**INSTRUCTIONS TO FOLLOW**
Pick every line out of the entries below that holds the string "contents", and report them.

**SOURCE MATERIAL**

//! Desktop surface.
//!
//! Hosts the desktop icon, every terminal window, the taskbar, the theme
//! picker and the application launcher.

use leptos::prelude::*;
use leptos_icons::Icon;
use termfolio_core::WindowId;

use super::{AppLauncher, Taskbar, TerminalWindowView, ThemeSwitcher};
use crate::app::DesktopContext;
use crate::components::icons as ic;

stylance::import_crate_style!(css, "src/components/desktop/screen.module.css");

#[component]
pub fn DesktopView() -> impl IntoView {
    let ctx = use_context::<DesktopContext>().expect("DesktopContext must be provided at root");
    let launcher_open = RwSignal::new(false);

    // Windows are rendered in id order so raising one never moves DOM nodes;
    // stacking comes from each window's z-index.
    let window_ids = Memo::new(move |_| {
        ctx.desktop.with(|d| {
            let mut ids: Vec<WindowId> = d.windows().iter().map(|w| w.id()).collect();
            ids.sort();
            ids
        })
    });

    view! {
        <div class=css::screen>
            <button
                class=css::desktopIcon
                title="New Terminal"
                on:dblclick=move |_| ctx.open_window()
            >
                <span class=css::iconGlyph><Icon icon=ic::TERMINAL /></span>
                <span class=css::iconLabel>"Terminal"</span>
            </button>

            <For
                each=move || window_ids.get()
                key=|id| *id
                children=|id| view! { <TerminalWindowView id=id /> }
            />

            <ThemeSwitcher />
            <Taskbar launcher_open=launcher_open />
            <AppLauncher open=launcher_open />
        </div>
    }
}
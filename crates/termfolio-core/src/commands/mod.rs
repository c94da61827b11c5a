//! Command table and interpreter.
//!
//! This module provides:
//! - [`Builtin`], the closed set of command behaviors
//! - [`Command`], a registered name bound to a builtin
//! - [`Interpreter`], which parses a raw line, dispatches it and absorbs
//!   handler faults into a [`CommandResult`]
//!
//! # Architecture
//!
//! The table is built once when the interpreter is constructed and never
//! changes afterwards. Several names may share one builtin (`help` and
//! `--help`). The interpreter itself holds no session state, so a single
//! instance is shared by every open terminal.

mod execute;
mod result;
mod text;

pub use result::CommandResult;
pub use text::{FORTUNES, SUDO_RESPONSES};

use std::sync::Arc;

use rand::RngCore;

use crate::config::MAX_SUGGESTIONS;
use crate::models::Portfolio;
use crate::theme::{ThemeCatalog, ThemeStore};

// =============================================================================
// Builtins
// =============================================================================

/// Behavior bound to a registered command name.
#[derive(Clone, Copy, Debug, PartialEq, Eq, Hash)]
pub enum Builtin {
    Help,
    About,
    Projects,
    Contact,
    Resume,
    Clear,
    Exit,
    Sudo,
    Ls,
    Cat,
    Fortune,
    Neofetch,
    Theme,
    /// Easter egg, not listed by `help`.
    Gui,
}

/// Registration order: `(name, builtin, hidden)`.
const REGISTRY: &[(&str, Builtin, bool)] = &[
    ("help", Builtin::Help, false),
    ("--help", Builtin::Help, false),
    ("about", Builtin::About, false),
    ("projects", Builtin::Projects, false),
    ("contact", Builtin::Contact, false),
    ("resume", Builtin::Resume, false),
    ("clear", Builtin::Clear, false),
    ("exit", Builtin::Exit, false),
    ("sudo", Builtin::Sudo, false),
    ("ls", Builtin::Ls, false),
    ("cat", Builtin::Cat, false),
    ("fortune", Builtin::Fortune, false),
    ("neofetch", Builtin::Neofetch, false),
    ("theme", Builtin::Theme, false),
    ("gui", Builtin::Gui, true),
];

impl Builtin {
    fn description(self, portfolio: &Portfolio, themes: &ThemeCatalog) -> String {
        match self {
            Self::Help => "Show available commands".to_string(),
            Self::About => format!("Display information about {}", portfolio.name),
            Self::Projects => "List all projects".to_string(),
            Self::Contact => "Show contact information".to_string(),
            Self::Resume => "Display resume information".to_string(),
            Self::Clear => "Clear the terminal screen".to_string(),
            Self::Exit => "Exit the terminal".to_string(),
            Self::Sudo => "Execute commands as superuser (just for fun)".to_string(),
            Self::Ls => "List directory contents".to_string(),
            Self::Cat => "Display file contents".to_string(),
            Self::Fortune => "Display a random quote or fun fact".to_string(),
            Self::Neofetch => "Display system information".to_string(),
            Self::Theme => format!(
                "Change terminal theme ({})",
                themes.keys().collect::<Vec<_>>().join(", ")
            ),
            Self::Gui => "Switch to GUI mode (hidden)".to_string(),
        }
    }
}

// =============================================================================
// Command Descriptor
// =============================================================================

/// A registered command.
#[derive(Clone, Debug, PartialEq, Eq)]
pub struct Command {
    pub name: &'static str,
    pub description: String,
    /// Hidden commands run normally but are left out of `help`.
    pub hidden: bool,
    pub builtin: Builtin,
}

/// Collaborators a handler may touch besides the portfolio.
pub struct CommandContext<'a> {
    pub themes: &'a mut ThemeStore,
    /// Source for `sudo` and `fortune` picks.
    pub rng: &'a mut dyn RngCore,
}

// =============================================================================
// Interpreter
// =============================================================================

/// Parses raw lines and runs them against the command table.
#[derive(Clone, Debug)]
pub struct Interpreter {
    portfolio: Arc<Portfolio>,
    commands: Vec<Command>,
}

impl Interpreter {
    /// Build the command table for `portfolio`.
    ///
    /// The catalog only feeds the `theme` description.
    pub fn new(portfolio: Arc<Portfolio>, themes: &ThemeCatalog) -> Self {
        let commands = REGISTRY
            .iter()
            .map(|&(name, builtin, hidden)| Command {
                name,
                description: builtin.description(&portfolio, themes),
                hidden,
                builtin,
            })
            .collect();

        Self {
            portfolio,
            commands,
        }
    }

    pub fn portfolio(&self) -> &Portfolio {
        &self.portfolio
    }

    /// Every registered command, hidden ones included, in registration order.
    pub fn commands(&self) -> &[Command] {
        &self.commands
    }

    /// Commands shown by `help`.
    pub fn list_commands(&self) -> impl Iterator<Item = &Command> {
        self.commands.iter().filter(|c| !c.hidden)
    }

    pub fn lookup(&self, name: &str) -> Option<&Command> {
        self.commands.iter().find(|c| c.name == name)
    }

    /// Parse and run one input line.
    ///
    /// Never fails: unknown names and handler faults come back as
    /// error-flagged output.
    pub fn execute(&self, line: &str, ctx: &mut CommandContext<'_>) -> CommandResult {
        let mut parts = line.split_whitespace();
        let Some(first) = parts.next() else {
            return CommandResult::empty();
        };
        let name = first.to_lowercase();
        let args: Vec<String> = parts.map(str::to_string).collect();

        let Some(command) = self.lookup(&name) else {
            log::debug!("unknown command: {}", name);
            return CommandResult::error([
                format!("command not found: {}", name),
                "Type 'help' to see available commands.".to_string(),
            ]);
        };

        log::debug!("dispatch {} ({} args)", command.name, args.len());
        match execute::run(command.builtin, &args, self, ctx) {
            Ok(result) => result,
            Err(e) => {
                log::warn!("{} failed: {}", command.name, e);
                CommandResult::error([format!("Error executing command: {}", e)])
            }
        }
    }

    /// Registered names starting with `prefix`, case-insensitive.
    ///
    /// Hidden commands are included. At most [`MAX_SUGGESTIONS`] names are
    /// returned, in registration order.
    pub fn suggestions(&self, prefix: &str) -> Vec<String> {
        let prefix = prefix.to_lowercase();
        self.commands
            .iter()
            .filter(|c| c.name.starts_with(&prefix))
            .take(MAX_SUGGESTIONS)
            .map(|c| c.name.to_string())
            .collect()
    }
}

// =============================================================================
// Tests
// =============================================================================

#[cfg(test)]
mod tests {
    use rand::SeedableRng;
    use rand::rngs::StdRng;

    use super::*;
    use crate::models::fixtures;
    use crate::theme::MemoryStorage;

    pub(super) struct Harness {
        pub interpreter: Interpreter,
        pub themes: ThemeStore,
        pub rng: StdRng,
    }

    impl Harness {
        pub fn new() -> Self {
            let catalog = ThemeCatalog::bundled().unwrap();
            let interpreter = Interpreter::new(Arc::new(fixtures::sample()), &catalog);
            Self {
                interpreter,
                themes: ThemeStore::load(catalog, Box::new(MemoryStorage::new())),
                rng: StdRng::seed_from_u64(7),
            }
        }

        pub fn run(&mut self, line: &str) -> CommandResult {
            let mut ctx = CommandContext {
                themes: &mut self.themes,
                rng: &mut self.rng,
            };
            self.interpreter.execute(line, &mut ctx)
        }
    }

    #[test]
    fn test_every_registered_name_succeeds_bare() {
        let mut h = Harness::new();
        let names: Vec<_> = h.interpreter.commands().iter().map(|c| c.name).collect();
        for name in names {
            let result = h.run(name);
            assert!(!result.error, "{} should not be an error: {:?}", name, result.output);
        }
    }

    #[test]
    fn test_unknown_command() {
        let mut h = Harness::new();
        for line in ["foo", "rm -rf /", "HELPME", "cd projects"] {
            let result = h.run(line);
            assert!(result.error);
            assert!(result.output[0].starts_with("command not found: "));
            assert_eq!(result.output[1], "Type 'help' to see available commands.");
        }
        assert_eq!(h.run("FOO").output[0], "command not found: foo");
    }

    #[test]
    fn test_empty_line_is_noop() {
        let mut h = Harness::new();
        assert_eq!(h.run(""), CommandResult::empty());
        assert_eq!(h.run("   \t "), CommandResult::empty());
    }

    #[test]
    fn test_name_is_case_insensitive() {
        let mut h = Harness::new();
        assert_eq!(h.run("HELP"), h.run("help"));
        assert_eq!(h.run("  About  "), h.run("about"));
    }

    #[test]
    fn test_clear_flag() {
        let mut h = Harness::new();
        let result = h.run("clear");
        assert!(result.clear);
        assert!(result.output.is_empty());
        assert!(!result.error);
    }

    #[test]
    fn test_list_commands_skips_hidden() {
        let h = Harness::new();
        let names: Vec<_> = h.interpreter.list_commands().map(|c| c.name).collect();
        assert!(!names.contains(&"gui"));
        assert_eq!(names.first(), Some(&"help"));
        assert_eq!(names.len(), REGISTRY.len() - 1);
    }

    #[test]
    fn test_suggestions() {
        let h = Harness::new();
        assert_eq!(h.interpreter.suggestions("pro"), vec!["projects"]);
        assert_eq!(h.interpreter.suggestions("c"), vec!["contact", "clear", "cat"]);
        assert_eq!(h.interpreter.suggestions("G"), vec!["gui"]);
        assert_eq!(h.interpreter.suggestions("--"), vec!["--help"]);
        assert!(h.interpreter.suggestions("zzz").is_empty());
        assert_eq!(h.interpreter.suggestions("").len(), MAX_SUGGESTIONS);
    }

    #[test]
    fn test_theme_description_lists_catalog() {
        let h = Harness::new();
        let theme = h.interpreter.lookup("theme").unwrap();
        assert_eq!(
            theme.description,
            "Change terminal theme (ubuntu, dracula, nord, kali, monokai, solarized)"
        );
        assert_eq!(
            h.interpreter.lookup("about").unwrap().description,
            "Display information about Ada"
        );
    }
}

**SOLUTION TO THE PROBLEM**
            Self::Ls => "List directory contents".to_string(),
            Self::Cat => "Display file contents".to_string(),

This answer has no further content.